● Your instructions
Copy exactly the lines of the records below, and only those lines, beginning with the line that contains "self.first_voiced_frame = self.run_start_frame;" and ending with the line that contains "if voiced_frames <".

=== Dataset ===

use crate::config::VadConfig;
use crate::types::{VadEvent, VadState};

pub struct VadStateMachine {
    state: VadState,

    energetic_frames: u32,

    quiet_frames: u32,

    onset_frames: u32,

    hangover_frames: u32,

    min_utterance_frames: u32,

    preroll_frames: u32,

    /// First frame of the current energetic run (candidate onset).
    run_start_frame: u64,

    /// First frame that passed the gate in the current utterance.
    first_voiced_frame: u64,

    /// Most recent frame that passed the gate.
    last_voiced_frame: u64,

    frames_since_start: u64,

    hop_duration_ms: f32,
}

impl VadStateMachine {
    pub fn new(config: &VadConfig) -> Self {
        Self {
            state: VadState::Silence,
            energetic_frames: 0,
            quiet_frames: 0,
            onset_frames: config.onset_frames.max(1),
            hangover_frames: config.hangover_frames.max(1),
            min_utterance_frames: config.min_utterance_frames,
            preroll_frames: config.preroll_frames,
            run_start_frame: 0,
            first_voiced_frame: 0,
            last_voiced_frame: 0,
            frames_since_start: 0,
            hop_duration_ms: config.hop_duration_ms(),
        }
    }

    /// Advances the machine by one analysis frame. `is_voiced` is the
    /// combined energy + zero-crossing gate decision for that frame.
    pub fn process(&mut self, is_voiced: bool, rms: f32) -> Option<VadEvent> {
        let frame = self.frames_since_start;
        self.frames_since_start += 1;

        match self.state {
            VadState::Silence => {
                if is_voiced {
                    if self.energetic_frames == 0 {
                        self.run_start_frame = frame;
                    }
                    self.energetic_frames += 1;
                    self.quiet_frames = 0;

                    if self.energetic_frames >= self.onset_frames {
                        self.state = VadState::Speech;
                        self.first_voiced_frame = self.run_start_frame;
                        self.last_voiced_frame = frame;
                        self.energetic_frames = 0;

                        return Some(VadEvent::SpeechStart {
                            timestamp_ms: self.frame_timestamp_ms(self.run_start_frame),
                            rms,
                        });
                    }
                } else {
                    self.energetic_frames = 0;
                }
            }

            VadState::Speech => {
                if is_voiced {
                    self.last_voiced_frame = frame;
                    self.quiet_frames = 0;
                } else {
                    self.quiet_frames += 1;

                    if self.quiet_frames >= self.hangover_frames {
                        self.state = VadState::Silence;
                        self.quiet_frames = 0;
                        return Some(self.finish_segment(frame, rms));
                    }
                }
            }
        }

        None
    }

    fn finish_segment(&mut self, end_frame: u64, rms: f32) -> VadEvent {
        let voiced_frames = (self.last_voiced_frame - self.first_voiced_frame + 1) as u32;
        let timestamp_ms = self.frame_timestamp_ms(end_frame);

        if voiced_frames < self.min_utterance_frames {
            return VadEvent::SpeechDiscarded {
                timestamp_ms,
                voiced_frames,
            };
        }

        let start_frame = self
            .first_voiced_frame
            .saturating_sub(self.preroll_frames as u64);

        VadEvent::SpeechEnd {
            timestamp_ms,
            start_frame,
            end_frame,
            voiced_frames,
            rms,
        }
    }

    /// Flushes an in-progress utterance, e.g. at end of input.
    pub fn force_end(&mut self, rms: f32) -> Option<VadEvent> {
        if self.state == VadState::Speech {
            self.state = VadState::Silence;
            self.quiet_frames = 0;
            self.energetic_frames = 0;
            let end = self.frames_since_start.saturating_sub(1);
            return Some(self.finish_segment(end, rms));
        }
        None
    }

    pub fn current_state(&self) -> VadState {
        self.state
    }

    pub fn frames_processed(&self) -> u64 {
        self.frames_since_start
    }

    pub fn reset(&mut self) {
        self.state = VadState::Silence;
        self.energetic_frames = 0;
        self.quiet_frames = 0;
        self.run_start_frame = 0;
        self.first_voiced_frame = 0;
        self.last_voiced_frame = 0;
        self.frames_since_start = 0;
    }

    fn frame_timestamp_ms(&self, frame: u64) -> u64 {
        (frame as f32 * self.hop_duration_ms) as u64
    }
}

#[cfg(test)]
mod tests {
    use super::*;

    fn config() -> VadConfig {
        VadConfig {
            onset_frames: 2,
            hangover_frames: 8,
            min_utterance_frames: 15,
            preroll_frames: 5,
            ..Default::default()
        }
    }

    fn drive(machine: &mut VadStateMachine, voiced: &[bool]) -> Vec<VadEvent> {
        voiced
            .iter()
            .filter_map(|&v| machine.process(v, if v { 3000.0 } else { 50.0 }))
            .collect()
    }

    #[test]
    fn test_initial_state_is_silence() {
        let machine = VadStateMachine::new(&config());
        assert_eq!(machine.current_state(), VadState::Silence);
    }

    #[test]
    fn test_single_voiced_frame_does_not_trigger() {
        let mut machine = VadStateMachine::new(&config());
        let events = drive(&mut machine, &[false, true, false, false]);
        assert!(events.is_empty());
        assert_eq!(machine.current_state(), VadState::Silence);
    }

    #[test]
    fn test_onset_fires_on_second_consecutive_frame() {
        let mut machine = VadStateMachine::new(&config());
        assert!(machine.process(true, 3000.0).is_none());
        let event = machine.process(true, 3000.0).expect("onset event");
        match event {
            VadEvent::SpeechStart { timestamp_ms, .. } => {
                // Onset is reported at the first frame of the run (frame 0)
                assert_eq!(timestamp_ms, 0);
            }
            other => panic!("expected SpeechStart, got {:?}", other),
        }
        assert_eq!(machine.current_state(), VadState::Speech);
    }

    #[test]
    fn test_segment_bounds_include_margins() {
        let mut machine = VadStateMachine::new(&config());

        // 10 quiet frames, 20 voiced frames, then quiet until hangover expires
        let mut pattern = vec![false; 10];
        pattern.extend(vec![true; 20]);
        pattern.extend(vec![false; 10]);

        let events = drive(&mut machine, &pattern);
        assert_eq!(events.len(), 2);

        match &events[1] {
            VadEvent::SpeechEnd {
                start_frame,
                end_frame,
                voiced_frames,
                ..
            } => {
                // Voiced run spans frames 10..=29; preroll 5 pulls start to 5
                assert_eq!(*start_frame, 5);
                // Hangover of 8 quiet frames ends the segment at frame 37
                assert_eq!(*end_frame, 37);
                assert_eq!(*voiced_frames, 20);
            }
            other => panic!("expected SpeechEnd, got {:?}", other),
        }
        assert_eq!(machine.current_state(), VadState::Silence);
    }

    #[test]
    fn test_preroll_clamps_at_stream_start() {
        let mut machine = VadStateMachine::new(&config());

        let mut pattern = vec![true; 20];
        pattern.extend(vec![false; 10]);

        let events = drive(&mut machine, &pattern);
        match &events[1] {
            VadEvent::SpeechEnd { start_frame, .. } => assert_eq!(*start_frame, 0),
            other => panic!("expected SpeechEnd, got {:?}", other),
        }
    }

    #[test]
    fn test_short_burst_is_discarded() {
        let mut machine = VadStateMachine::new(&config());

        let mut pattern = vec![true; 5];
        pattern.extend(vec![false; 10]);

        let events = drive(&mut machine, &pattern);
        assert_eq!(events.len(), 2);
        match &events[1] {
            VadEvent::SpeechDiscarded { voiced_frames, .. } => assert_eq!(*voiced_frames, 5),
            other => panic!("expected SpeechDiscarded, got {:?}", other),
        }
    }

    #[test]
    fn test_brief_dropout_does_not_split_segment() {
        let mut machine = VadStateMachine::new(&config());

        let mut pattern = vec![true; 10];
        pattern.extend(vec![false; 4]); // shorter than hangover
        pattern.extend(vec![true; 10]);
        pattern.extend(vec![false; 10]);

        let events = drive(&mut machine, &pattern);
        assert_eq!(events.len(), 2);
        match &events[1] {
            VadEvent::SpeechEnd { voiced_frames, .. } => {
                // Span counts from first to last voiced frame, dropout included
                assert_eq!(*voiced_frames, 24);
            }
            other => panic!("expected SpeechEnd, got {:?}", other),
        }
    }

    #[test]
    fn test_force_end_flushes_active_speech() {
        let mut machine = VadStateMachine::new(&config());
        for _ in 0..20 {
            machine.process(true, 3000.0);
        }
        assert_eq!(machine.current_state(), VadState::Speech);

        let event = machine.force_end(50.0).expect("flush event");
        assert!(matches!(event, VadEvent::SpeechEnd { .. }));
        assert_eq!(machine.current_state(), VadState::Silence);
        assert!(machine.force_end(50.0).is_none());
    }

    #[test]
    fn test_reset_clears_counters() {
        let mut machine = VadStateMachine::new(&config());
        for _ in 0..20 {
            machine.process(true, 3000.0);
        }
        machine.reset();
        assert_eq!(machine.current_state(), VadState::Silence);
        assert_eq!(machine.frames_processed(), 0);
    }
}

===

● Task response
                        self.first_voiced_frame = self.run_start_frame;
                        self.last_voiced_frame = frame;
                        self.energetic_frames = 0;

                        return Some(VadEvent::SpeechStart {
                            timestamp_ms: self.frame_timestamp_ms(self.run_start_frame),
                            rms,
                        });
                    }
                } else {
                    self.energetic_frames = 0;
                }
            }

            VadState::Speech => {
                if is_voiced {
                    self.last_voiced_frame = frame;
                    self.quiet_frames = 0;
                } else {
                    self.quiet_frames += 1;

                    if self.quiet_frames >= self.hangover_frames {
                        self.state = VadState::Silence;
                        self.quiet_frames = 0;
                        return Some(self.finish_segment(frame, rms));
                    }
                }
            }
        }

        None
    }

    fn finish_segment(&mut self, end_frame: u64, rms: f32) -> VadEvent {
        let voiced_frames = (self.last_voiced_frame - self.first_voiced_frame + 1) as u32;
        let timestamp_ms = self.frame_timestamp_ms(end_frame);

        if voiced_frames < self.min_utterance_frames {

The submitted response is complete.